**Exercise aim:**
Below are the records; pull every line that includes "capture".

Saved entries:
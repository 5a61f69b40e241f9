//! Plugin subprocess ownership and launching.
//!
//! A [`PluginProcess`] pairs one OS process with its negotiated wire
//! connection. The [`Launcher`] trait is the seam between the adapters and
//! process creation: production code launches real executables via
//! [`ExecutableLauncher`]; tests inject launchers that connect to scripted
//! in-memory plugins instead.

use std::path::PathBuf;
use std::process::{Child, Command, Stdio};
use std::sync::Arc;
use std::time::Duration;

use tracing::{debug, warn};

use sqlward_wire::Connection;

use crate::error::DriverError;

/// Log target for process operations.
const PROCESS_TARGET: &str = "sqlward_drivers::process";

/// Minimal control surface over a plugin's OS process.
///
/// Split out of [`PluginProcess`] so tests can substitute a fake process
/// whose exit is scripted rather than observed from the kernel.
pub trait ProcessControl: Send {
    /// Returns `true` once the process has exited.
    fn has_exited(&mut self) -> bool;

    /// Terminates the process. Idempotent.
    fn kill(&mut self);

    /// Returns the OS pid, when one exists.
    fn pid(&self) -> Option<u32>;
}

/// [`ProcessControl`] over a real child process.
struct ChildControl {
    child: Child,
    killed: bool,
}

impl ProcessControl for ChildControl {
    fn has_exited(&mut self) -> bool {
        matches!(self.child.try_wait(), Ok(Some(_)))
    }

    fn kill(&mut self) {
        if self.killed {
            return;
        }
        self.killed = true;
        if let Err(err) = self.child.kill() {
            debug!(
                target: PROCESS_TARGET,
                pid = self.child.id(),
                error = %err,
                "kill failed, process likely already exited"
            );
        }
        if let Err(err) = self.child.wait() {
            warn!(
                target: PROCESS_TARGET,
                pid = self.child.id(),
                error = %err,
                "failed to reap plugin process"
            );
        }
    }

    fn pid(&self) -> Option<u32> {
        Some(self.child.id())
    }
}

/// One plugin process plus its negotiated connection.
pub struct PluginProcess {
    control: Box<dyn ProcessControl>,
    conn: Connection,
    version: u32,
}

impl PluginProcess {
    /// Assembles a process from its control handle and connection.
    #[must_use]
    pub fn new(control: Box<dyn ProcessControl>, conn: Connection, version: u32) -> Self {
        Self {
            control,
            conn,
            version,
        }
    }

    /// Returns the connection to the process.
    #[must_use]
    pub const fn conn(&self) -> &Connection {
        &self.conn
    }

    /// Returns the negotiated protocol version.
    #[must_use]
    pub const fn version(&self) -> u32 {
        self.version
    }

    /// Returns `true` once the process is gone or its connection died.
    pub fn has_exited(&mut self) -> bool {
        self.control.has_exited() || !self.conn.is_alive()
    }

    /// Terminates the process. Idempotent.
    pub fn kill(&mut self) {
        self.control.kill();
    }
}

impl Drop for PluginProcess {
    fn drop(&mut self) {
        self.control.kill();
    }
}

impl std::fmt::Debug for PluginProcess {
    fn fmt(&self, f: &mut std::fmt::Formatter<'_>) -> std::fmt::Result {
        f.debug_struct("PluginProcess")
            .field("pid", &self.control.pid())
            .field("version", &self.version)
            .finish_non_exhaustive()
    }
}

/// Creates plugin processes on demand.
///
/// Adapters hold a launcher rather than a path: the V1 adapter launches a
/// fresh process per open, and the V2 adapter relaunches after a crash.
pub trait Launcher: Send + Sync {
    /// Launches a process and completes the handshake.
    ///
    /// # Errors
    ///
    /// Returns a [`DriverError`] when spawning or negotiation fails.
    fn launch(&self) -> Result<PluginProcess, DriverError>;

    /// Human-readable identity for logs and errors.
    fn describe(&self) -> String;
}

/// Launches a plugin executable with piped stdio.
pub struct ExecutableLauncher {
    path: PathBuf,
    call_timeout: Duration,
}

impl ExecutableLauncher {
    /// Creates a launcher for the executable at `path`.
    #[must_use]
    pub const fn new(path: PathBuf, call_timeout: Duration) -> Self {
        Self { path, call_timeout }
    }
}

impl Launcher for ExecutableLauncher {
    fn launch(&self) -> Result<PluginProcess, DriverError> {
        debug!(
            target: PROCESS_TARGET,
            executable = %self.path.display(),
            "spawning plugin process"
        );

        let mut child = Command::new(&self.path)
            .stdin(Stdio::piped())
            .stdout(Stdio::piped())
            .stderr(Stdio::null())
            .spawn()
            .map_err(|err| {
                if err.kind() == std::io::ErrorKind::NotFound {
                    DriverError::ExecutableNotFound {
                        path: self.path.clone(),
                    }
                } else {
                    DriverError::SpawnFailed {
                        path: self.path.clone(),
                        message: "failed to start plugin process".to_owned(),
                        source: Some(Arc::new(err)),
                    }
                }
            })?;

        let stdin = child.stdin.take().ok_or_else(|| DriverError::SpawnFailed {
            path: self.path.clone(),
            message: "failed to capture stdin".to_owned(),
            source: None,
        })?;
        let stdout = child.stdout.take().ok_or_else(|| DriverError::SpawnFailed {
            path: self.path.clone(),
            message: "failed to capture stdout".to_owned(),
            source: None,
        })?;

        let established = Connection::establish(stdout, stdin, self.call_timeout);
        let (conn, version) = match established {
            Ok(pair) => pair,
            Err(err) => {
                // The executable is not speaking the protocol; reap it
                // before surfacing the failure.
                drop(child.kill());
                drop(child.wait());
                return Err(DriverError::Handshake {
                    plugin: self.path.display().to_string(),
                    message: err.to_string(),
                });
            }
        };

        debug!(
            target: PROCESS_TARGET,
            executable = %self.path.display(),
            pid = child.id(),
            version,
            "plugin process spawned"
        );

        Ok(PluginProcess::new(
            Box::new(ChildControl {
                child,
                killed: false,
            }),
            conn,
            version,
        ))
    }

    fn describe(&self) -> String {
        self.path.display().to_string()
    }
}
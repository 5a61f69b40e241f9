//! Results of statement execution.

use serde::{Deserialize, Serialize};

/// Outcome of executing one statement.
///
/// Mirrors what database drivers report: either counter may be unavailable
/// on a given engine, in which case the corresponding error message is set
/// and the counter value is meaningless.
#[derive(Debug, Clone, Default, PartialEq, Eq, Serialize, Deserialize)]
pub struct ExecResult {
    /// Rows affected by the statement.
    pub rows_affected: i64,
    /// Error reported when the affected-row count is unavailable.
    #[serde(default, skip_serializing_if = "Option::is_none")]
    pub rows_affected_error: Option<String>,
    /// Identifier generated for an inserted row.
    pub last_insert_id: i64,
    /// Error reported when the insert identifier is unavailable.
    #[serde(default, skip_serializing_if = "Option::is_none")]
    pub last_insert_id_error: Option<String>,
}

impl ExecResult {
    /// Creates a result with both counters available.
    #[must_use]
    pub const fn new(rows_affected: i64, last_insert_id: i64) -> Self {
        Self {
            rows_affected,
            rows_affected_error: None,
            last_insert_id,
            last_insert_id_error: None,
        }
    }
}

/// Estimated number of rows a statement would touch.
#[derive(Debug, Clone, Default, PartialEq, Eq, Serialize, Deserialize)]
pub struct EstimatedAffectRows {
    /// Estimated row count.
    pub count: i64,
    /// Error reported by the plugin when estimation failed.
    #[serde(default)]
    pub err_message: String,
}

**Exercise answer:**
            message: "failed to capture stdin".to_owned(),
            message: "failed to capture stdout".to_owned(),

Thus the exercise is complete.